◆ **HOW TO COMPLETE THIS TASK**
Go through the entries and copy every line that has the string "starting" in it.

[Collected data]

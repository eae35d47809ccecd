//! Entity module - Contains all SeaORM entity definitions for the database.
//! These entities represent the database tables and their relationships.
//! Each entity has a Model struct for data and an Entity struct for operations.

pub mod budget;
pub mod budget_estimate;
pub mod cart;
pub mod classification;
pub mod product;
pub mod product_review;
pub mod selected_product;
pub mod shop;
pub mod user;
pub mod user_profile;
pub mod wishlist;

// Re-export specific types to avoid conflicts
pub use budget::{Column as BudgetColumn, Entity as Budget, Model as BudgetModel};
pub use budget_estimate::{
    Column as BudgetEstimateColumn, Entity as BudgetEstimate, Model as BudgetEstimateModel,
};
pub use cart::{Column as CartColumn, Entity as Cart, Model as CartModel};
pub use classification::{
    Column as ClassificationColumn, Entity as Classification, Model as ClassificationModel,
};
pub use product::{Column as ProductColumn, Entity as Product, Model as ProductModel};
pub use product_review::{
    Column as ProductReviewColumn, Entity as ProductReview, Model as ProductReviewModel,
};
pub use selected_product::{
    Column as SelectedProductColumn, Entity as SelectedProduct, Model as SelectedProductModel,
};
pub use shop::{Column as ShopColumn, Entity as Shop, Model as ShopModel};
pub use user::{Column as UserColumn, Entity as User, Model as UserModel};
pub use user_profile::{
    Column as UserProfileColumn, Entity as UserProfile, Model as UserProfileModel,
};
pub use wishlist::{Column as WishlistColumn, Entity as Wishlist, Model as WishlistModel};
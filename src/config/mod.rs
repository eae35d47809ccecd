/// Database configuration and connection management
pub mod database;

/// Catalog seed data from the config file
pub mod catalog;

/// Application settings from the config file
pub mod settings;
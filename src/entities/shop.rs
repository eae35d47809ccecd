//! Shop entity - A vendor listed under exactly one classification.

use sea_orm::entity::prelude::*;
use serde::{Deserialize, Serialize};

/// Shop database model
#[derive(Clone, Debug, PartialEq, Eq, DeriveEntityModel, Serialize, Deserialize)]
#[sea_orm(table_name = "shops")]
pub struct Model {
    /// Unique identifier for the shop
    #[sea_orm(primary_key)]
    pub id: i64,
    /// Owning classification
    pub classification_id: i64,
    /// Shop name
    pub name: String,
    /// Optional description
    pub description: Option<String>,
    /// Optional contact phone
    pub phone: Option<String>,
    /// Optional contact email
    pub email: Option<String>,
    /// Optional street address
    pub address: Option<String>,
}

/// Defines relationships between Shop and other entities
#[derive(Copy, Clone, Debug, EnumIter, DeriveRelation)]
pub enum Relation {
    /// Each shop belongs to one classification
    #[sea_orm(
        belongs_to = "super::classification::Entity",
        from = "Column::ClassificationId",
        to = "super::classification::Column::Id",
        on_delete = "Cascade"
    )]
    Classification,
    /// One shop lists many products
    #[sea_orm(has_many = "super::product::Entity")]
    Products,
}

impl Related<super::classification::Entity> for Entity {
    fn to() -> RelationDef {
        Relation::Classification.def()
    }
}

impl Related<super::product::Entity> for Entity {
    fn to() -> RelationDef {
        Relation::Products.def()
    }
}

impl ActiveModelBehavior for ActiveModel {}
==
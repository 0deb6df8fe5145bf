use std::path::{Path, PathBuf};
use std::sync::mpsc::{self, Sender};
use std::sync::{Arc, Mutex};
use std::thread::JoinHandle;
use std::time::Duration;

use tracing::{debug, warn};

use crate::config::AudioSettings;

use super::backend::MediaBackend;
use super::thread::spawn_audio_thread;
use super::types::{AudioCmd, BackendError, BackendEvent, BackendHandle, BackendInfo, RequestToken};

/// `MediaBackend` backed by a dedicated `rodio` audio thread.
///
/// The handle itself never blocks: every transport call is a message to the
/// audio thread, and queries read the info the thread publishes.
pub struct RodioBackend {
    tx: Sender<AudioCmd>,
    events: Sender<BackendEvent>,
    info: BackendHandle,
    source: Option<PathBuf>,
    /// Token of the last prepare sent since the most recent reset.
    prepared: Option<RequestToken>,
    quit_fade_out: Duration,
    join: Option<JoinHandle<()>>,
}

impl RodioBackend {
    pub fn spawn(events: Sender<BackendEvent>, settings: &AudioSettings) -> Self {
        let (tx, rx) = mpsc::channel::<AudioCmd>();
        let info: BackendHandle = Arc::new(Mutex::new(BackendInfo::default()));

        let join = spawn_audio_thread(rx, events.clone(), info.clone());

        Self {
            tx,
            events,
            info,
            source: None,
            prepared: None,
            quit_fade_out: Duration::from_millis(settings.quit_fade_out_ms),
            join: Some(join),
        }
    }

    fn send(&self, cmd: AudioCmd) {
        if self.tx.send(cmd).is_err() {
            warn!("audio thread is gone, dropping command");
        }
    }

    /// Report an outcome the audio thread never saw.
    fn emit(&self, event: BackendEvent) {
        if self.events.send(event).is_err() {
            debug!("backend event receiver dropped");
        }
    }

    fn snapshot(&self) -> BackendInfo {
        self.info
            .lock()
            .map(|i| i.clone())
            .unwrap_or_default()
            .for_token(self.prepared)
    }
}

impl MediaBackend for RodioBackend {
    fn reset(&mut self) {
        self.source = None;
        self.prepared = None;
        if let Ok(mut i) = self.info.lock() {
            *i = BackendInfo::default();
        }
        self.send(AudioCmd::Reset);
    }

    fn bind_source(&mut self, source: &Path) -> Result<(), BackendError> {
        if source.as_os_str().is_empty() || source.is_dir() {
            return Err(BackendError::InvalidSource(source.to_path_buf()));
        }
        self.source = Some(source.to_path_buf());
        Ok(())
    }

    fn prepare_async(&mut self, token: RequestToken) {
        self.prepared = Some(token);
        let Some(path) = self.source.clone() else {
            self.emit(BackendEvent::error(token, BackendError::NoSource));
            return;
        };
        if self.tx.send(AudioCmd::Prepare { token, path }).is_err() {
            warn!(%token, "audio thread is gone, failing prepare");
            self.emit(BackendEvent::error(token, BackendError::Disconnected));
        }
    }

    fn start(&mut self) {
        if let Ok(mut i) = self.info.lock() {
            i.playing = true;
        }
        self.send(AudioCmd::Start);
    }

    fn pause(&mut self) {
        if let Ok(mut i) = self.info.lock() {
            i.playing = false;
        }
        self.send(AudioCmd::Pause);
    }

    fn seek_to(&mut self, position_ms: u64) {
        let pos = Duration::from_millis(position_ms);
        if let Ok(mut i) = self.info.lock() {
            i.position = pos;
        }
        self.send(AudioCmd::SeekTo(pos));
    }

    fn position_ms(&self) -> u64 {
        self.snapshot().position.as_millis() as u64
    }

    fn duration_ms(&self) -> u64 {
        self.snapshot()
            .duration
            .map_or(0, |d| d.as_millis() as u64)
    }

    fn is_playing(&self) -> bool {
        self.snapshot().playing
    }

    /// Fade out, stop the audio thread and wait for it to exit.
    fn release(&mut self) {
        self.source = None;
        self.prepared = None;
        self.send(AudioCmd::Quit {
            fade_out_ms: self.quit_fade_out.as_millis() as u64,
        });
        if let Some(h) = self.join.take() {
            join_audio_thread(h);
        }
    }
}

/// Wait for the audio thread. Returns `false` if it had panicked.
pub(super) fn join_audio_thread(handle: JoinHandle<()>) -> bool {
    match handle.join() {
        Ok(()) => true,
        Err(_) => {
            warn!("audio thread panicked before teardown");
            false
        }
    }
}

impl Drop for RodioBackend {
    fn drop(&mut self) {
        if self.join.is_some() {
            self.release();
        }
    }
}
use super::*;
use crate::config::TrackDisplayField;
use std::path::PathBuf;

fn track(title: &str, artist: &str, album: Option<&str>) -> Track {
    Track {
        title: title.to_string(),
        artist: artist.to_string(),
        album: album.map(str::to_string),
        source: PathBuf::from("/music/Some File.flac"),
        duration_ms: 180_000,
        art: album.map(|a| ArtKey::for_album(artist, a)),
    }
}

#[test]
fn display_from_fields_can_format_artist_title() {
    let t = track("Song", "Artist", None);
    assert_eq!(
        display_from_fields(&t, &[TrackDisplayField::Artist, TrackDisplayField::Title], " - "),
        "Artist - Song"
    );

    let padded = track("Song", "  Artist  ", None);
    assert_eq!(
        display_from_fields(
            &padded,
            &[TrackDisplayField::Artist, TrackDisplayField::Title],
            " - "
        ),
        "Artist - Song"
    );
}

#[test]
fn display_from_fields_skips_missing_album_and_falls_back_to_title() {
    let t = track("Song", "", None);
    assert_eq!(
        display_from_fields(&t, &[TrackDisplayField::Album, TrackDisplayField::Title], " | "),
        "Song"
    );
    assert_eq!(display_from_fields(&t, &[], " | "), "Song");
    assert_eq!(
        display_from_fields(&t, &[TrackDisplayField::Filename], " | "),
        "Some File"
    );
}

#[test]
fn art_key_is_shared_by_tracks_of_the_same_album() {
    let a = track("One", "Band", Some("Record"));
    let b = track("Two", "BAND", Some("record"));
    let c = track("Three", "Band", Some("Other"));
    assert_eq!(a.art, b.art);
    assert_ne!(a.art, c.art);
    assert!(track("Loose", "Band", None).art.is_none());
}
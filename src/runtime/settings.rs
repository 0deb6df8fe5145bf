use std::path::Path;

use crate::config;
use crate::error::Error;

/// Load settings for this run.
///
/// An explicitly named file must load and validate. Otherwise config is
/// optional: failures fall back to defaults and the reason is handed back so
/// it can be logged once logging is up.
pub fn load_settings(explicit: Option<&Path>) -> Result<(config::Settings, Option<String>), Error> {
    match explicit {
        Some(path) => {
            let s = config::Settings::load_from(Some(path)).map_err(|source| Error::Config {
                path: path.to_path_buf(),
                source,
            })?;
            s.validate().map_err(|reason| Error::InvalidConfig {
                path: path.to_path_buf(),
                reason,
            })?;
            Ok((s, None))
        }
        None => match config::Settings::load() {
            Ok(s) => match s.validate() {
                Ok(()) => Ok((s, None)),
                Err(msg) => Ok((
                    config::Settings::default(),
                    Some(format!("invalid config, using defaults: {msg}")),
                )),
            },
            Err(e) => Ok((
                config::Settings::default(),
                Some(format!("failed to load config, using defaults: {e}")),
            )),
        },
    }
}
==
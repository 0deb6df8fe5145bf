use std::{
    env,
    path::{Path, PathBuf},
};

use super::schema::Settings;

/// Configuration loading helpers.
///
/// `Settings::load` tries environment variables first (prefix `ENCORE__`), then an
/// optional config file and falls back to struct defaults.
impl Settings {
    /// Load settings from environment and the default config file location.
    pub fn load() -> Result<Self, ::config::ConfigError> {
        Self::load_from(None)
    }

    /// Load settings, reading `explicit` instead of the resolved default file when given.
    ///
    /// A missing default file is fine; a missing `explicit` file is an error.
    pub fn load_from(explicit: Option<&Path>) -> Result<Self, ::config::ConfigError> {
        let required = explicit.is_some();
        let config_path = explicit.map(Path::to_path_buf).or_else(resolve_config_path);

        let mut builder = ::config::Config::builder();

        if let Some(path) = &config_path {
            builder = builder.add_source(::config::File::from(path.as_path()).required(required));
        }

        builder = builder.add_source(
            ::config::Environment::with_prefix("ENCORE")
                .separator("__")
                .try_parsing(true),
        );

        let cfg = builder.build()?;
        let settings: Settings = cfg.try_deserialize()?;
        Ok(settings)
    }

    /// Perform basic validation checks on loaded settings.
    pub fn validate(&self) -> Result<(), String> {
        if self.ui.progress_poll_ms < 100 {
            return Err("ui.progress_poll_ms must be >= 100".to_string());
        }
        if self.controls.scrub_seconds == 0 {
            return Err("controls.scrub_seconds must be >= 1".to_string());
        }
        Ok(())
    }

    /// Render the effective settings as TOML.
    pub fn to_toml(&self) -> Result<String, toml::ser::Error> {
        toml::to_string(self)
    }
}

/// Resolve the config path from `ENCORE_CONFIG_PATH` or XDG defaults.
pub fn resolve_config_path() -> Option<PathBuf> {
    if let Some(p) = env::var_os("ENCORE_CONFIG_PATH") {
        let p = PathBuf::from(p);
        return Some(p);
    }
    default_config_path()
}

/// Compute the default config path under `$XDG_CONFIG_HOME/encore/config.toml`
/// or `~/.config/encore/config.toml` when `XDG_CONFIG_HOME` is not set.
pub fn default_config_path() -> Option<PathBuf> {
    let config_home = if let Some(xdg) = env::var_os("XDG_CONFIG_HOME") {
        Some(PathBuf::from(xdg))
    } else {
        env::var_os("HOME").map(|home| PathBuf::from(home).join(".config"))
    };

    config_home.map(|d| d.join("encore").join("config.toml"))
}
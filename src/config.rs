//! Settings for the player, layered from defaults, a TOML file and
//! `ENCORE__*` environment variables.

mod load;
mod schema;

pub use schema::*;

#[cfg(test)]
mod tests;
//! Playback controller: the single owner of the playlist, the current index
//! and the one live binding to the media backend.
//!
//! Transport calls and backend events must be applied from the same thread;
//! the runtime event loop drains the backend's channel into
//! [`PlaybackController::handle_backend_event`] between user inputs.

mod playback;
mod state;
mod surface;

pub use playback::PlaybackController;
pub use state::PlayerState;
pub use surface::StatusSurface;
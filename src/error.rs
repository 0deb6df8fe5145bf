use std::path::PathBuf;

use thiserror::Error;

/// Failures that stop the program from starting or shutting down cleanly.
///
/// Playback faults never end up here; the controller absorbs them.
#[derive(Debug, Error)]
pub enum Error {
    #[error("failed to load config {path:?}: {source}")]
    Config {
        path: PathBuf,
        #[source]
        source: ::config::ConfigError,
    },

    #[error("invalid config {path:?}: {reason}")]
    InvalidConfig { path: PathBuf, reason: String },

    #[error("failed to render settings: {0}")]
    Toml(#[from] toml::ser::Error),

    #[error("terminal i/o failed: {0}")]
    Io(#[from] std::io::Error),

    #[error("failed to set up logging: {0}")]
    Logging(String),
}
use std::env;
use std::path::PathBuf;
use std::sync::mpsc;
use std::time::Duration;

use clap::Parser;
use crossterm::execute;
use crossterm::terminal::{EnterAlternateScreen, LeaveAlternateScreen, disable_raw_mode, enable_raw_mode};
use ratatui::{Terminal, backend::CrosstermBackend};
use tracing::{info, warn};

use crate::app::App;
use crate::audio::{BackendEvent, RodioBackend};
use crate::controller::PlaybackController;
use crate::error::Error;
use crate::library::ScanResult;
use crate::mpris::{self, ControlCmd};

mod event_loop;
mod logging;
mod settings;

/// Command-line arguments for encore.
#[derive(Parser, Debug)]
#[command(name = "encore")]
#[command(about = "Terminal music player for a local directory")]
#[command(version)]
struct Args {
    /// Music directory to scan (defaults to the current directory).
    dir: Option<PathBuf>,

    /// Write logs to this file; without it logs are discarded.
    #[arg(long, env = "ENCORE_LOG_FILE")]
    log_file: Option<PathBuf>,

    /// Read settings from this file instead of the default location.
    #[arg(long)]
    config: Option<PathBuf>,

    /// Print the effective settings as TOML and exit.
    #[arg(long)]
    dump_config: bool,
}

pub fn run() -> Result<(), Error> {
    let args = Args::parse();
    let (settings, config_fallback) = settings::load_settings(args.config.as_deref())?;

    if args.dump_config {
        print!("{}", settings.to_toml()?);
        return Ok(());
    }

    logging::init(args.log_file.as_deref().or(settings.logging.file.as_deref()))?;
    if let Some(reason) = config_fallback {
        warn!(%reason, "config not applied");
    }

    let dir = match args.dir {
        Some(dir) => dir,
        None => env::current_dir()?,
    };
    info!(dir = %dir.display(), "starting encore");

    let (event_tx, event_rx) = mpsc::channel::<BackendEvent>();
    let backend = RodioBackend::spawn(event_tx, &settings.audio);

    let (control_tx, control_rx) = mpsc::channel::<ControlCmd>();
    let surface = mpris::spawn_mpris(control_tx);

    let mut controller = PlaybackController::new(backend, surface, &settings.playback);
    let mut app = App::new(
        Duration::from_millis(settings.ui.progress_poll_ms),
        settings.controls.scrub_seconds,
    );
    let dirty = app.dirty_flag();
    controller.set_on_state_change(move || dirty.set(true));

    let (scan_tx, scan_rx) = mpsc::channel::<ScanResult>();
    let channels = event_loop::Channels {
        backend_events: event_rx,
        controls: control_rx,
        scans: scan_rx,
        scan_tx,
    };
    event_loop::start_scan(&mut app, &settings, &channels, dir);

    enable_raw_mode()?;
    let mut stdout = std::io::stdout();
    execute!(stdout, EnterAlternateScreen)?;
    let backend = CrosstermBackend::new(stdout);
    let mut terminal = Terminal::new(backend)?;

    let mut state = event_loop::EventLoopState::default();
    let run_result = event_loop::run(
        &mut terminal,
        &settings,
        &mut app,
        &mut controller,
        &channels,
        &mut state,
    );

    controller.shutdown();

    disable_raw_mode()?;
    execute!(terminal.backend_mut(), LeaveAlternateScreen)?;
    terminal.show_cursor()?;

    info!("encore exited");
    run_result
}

◆ **TASK ANSWER**
/// Failures that stop the program from starting or shutting down cleanly.
    info!(dir = %dir.display(), "starting encore");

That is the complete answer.